WHAT TO PRODUCE → Go through the records underneath and count the lines that include the string "Send". Give nothing but the number.
====
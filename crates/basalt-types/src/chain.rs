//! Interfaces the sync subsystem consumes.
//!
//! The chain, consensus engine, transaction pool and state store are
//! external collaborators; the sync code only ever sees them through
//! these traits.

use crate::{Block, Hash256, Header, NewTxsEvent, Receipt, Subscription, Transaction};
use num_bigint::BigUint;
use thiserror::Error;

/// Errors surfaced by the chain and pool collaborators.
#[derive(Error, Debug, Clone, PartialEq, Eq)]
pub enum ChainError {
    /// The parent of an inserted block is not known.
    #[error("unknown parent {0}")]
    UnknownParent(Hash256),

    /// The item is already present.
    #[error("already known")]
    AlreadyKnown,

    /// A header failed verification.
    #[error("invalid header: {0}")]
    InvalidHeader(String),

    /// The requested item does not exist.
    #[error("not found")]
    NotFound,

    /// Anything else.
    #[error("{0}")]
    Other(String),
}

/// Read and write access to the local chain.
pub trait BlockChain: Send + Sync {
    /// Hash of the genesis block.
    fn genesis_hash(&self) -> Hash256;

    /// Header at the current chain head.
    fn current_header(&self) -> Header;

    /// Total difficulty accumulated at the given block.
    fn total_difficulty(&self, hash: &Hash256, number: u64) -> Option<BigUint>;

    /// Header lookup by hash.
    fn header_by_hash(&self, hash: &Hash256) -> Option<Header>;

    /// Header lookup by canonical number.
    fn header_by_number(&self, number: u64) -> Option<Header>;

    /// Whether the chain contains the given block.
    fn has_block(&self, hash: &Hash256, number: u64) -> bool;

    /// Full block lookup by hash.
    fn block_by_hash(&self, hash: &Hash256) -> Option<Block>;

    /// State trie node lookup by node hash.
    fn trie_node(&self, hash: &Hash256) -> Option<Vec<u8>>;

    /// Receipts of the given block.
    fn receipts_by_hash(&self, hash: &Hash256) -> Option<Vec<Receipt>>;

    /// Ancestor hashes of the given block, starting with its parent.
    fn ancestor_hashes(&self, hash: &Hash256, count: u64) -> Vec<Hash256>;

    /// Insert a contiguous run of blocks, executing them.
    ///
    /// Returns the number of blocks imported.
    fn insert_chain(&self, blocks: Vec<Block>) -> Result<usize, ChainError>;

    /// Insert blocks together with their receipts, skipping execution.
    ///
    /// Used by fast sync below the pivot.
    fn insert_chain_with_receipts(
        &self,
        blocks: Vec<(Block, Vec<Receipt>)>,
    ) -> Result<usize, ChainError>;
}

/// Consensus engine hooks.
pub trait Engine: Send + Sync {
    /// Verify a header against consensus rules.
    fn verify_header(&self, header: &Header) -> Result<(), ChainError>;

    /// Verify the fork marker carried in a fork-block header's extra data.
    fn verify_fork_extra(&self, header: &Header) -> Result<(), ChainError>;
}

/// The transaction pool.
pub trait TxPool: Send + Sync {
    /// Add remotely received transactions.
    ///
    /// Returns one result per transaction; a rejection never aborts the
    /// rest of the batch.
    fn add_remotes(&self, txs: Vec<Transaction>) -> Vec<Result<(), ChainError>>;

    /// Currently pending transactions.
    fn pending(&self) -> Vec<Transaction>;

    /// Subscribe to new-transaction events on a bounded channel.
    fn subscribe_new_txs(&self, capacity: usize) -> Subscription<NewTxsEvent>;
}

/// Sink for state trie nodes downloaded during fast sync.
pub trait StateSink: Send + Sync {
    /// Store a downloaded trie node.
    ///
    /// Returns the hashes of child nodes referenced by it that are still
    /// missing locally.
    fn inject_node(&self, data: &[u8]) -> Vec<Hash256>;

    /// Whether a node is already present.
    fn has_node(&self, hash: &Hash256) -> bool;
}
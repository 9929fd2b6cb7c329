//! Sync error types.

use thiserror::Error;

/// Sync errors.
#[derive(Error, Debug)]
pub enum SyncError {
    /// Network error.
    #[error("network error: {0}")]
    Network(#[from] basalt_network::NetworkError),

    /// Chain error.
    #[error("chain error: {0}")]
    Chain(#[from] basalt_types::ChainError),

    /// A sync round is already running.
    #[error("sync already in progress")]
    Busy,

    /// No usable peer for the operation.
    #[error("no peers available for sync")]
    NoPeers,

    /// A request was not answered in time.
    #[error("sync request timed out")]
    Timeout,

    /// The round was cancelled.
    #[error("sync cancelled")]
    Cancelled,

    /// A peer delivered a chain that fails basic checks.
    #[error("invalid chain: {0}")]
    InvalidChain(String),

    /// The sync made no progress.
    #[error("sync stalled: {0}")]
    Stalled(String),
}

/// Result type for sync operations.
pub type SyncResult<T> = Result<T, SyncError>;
====
TASK RESULT → 4